Programada pela SAP (Secretaria de Administração Penitenciária) para julho, a entrega da Penitenciária Masculina de Piracicaba será adiada pela quinta vez.
De acordo com o engenheiro José Eduardo Rodrigues Pereira, gerente de contratos da Construtora Hudson, responsável pela obra, ainda faltam a extensão da rede de energia elétrica e a construção de um acesso da rodovia para o estabelecimento prisional, que deve levar cerca de quatro meses.
O prédio está com 95% do trabalho concluído. “A fase agora é de pintura e acabamento”, disse.
Se fosse entregue em julho, a penitenciária já estaria com atraso de um ano e meio em relação ao projeto inicial.
O contrato foi assinado em dezembro de 2011 e a entrega estava prevista para janeiro de 2013, mas a chuva e as dificuldades de acesso ao local das obras foram o motivo para o primeiro atraso.

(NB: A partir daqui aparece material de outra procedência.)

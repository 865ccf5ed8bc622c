//! Speech-to-text collaborator interface.
//!
//! Transcription runs outside this crate. The text analyzer only needs
//! the final transcript string for the senior speaker's segment.

use async_trait::async_trait;
use thiserror::Error;

use crate::session::SpeakerSegment;

#[derive(Debug, Error)]
pub enum TranscriptionError {
    #[error("Transcription service unavailable: {0}")]
    Unavailable(String),

    #[error("Transcription timed out")]
    Timeout,
}

/// External speech-to-text collaborator
#[async_trait]
pub trait Transcriber: Send + Sync {
    async fn transcribe(&self, segment: &SpeakerSegment) -> Result<String, TranscriptionError>;
}
//! Transcript scoring via an external language model, with a stub
//! fallback.
//!
//! The fallback is a first-class success path: when the external call is
//! disabled, times out, or fails its retries, the analyzer answers with
//! neutral midpoint scores flagged `is_stub`, and fusion applies the
//! confidence penalty downstream. The pipeline always completes.

pub mod llm;

use async_trait::async_trait;
use serde::{Deserialize, Serialize};
use std::collections::HashMap;
use std::sync::Arc;
use thiserror::Error;
use tracing::info;

use crate::config::Config;
use crate::health::AnalyzerState;

pub use llm::LlmAnalyzer;

/// Neutral midpoint used by the stub result
pub const NEUTRAL_SCORE: f32 = 0.5;

/// Scored transcript for one session.
///
/// Risk-oriented signals (depression, fatigue) grow with risk;
/// function-oriented signals (cognitive, emotional stability, vitality)
/// grow with function, matching indicator orientation.
#[derive(Debug, Clone, Serialize, Deserialize)]
pub struct TextAnalysisResult {
    pub transcript: String,
    /// 0 = strongly negative, 1 = strongly positive
    pub sentiment: f32,
    pub emotion_distribution: HashMap<String, f32>,
    pub depression_signal: f32,
    pub fatigue_signal: f32,
    /// Cognitive-linguistic markers flagged by the model (word-finding
    /// pauses, topic drift, repetition)
    pub cognitive_markers: Vec<String>,
    pub cognitive_score: f32,
    pub emotional_stability: f32,
    pub vitality: f32,
    /// Scoring confidence reported alongside the scores
    pub confidence: f32,
    /// True when the external call was skipped or failed and neutral
    /// fallback values were substituted
    pub is_stub: bool,
}

impl TextAnalysisResult {
    /// Neutral fallback substituted when the external call is unavailable
    pub fn stub(transcript: impl Into<String>) -> Self {
        Self {
            transcript: transcript.into(),
            sentiment: NEUTRAL_SCORE,
            emotion_distribution: HashMap::new(),
            depression_signal: NEUTRAL_SCORE,
            fatigue_signal: NEUTRAL_SCORE,
            cognitive_markers: Vec::new(),
            cognitive_score: NEUTRAL_SCORE,
            emotional_stability: NEUTRAL_SCORE,
            vitality: NEUTRAL_SCORE,
            confidence: 0.0,
            is_stub: true,
        }
    }
}

/// Errors internal to the text analyzer. These never surface to the
/// session: the orchestrator resolves all of them to the stub result.
#[derive(Debug, Error)]
pub enum TextAnalysisError {
    #[error("External API error: {0}")]
    ExternalApi(String),

    #[error("Language-model call timed out")]
    Timeout,

    #[error("Unparseable response: {0}")]
    InvalidResponse(String),
}

/// Capability interface over transcript scoring. Fusion never learns
/// which variant ran; it only sees `is_stub` on the result.
#[async_trait]
pub trait TextAnalyzer: Send + Sync {
    async fn analyze(&self, transcript: &str) -> Result<TextAnalysisResult, TextAnalysisError>;

    fn state(&self) -> AnalyzerState;
}

/// Always answers with the neutral fallback
pub struct StubAnalyzer;

#[async_trait]
impl TextAnalyzer for StubAnalyzer {
    async fn analyze(&self, transcript: &str) -> Result<TextAnalysisResult, TextAnalysisError> {
        Ok(TextAnalysisResult::stub(transcript))
    }

    fn state(&self) -> AnalyzerState {
        AnalyzerState::Stub
    }
}

/// Select the analyzer variant at startup from configuration.
///
/// The stub is chosen when explicitly toggled on or when no endpoint is
/// configured; downstream code holds the trait object and never
/// branches on the variant again.
pub fn analyzer_from_config(config: &Config) -> Arc<dyn TextAnalyzer> {
    if config.stubs.text_analyzer {
        info!("Text analyzer stubbed by configuration");
        return Arc::new(StubAnalyzer);
    }
    match config.llm.endpoint.as_deref() {
        Some(endpoint) => match LlmAnalyzer::new(
            endpoint,
            config.llm.api_key.as_deref().unwrap_or(""),
            &config.llm.model,
            config.llm.max_retries,
        ) {
            Ok(analyzer) => Arc::new(analyzer),
            Err(e) => {
                info!("Text analyzer stubbed: {}", e);
                Arc::new(StubAnalyzer)
            }
        },
        None => {
            info!("Text analyzer stubbed: no endpoint configured");
            Arc::new(StubAnalyzer)
        }
    }
}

De lá pra cá, a inauguração da unidade prisional vem sendo postergada e o mês de julho seria o prazo final de entrega.
Obras de acesso ao estabelecimento prisional e extensão da rede de energia elétrica são serviços ainda não realizados.
O agravante é que para construir o acesso, será necessário o remanejamento de redes de fibra ótica e de gás, que ficam às margens da rodovia Deputado Laércio Corte (SP-147).
O projeto foi enviado para a Intervias, concessionária que administra a rodovia. “Leva mais ou menos 60 dias para liberar a construção e depois mais ou menos 60 dias para a construção do acesso (contando com o trabalho de remanejamento das redes). Isso tudo se não chover”, disse Pereira.
A ligação da energia elétrica para alimentar toda a prisão deve demorar cerca de 30 dias. A remoção das redes de fibra ótica e de gás, segundo ele, é de responsabilidade da Intervias.
A assessoria de imprensa da concessionária foi procurada pelo Jornal de Piracicaba, mas não foi encontrada para se manifestar.
A SAP também foi questionada sobre a entrega total das obras, mas não respondeu ao e-mail.
O representante da secretaria que visitou o prédio sexta-feira (9/05) não estava autorizado a falar.
Na sexta, as comissões de Direitos Humanos, Criminal e Prerrogativas da OAB (Ordem dos Advogados do Brasil), representantes da SAP e o juiz Luís Antonio Cunha, corregedor da Polícia Judiciária e dos presídios, visitaram o estabelecimento prisional acompanhados dos engenheiros responsáveis.
Quando entrar em funcionamento, a penitenciária terá vagas para 847 homens condenados a cumprir pena em regime fechado.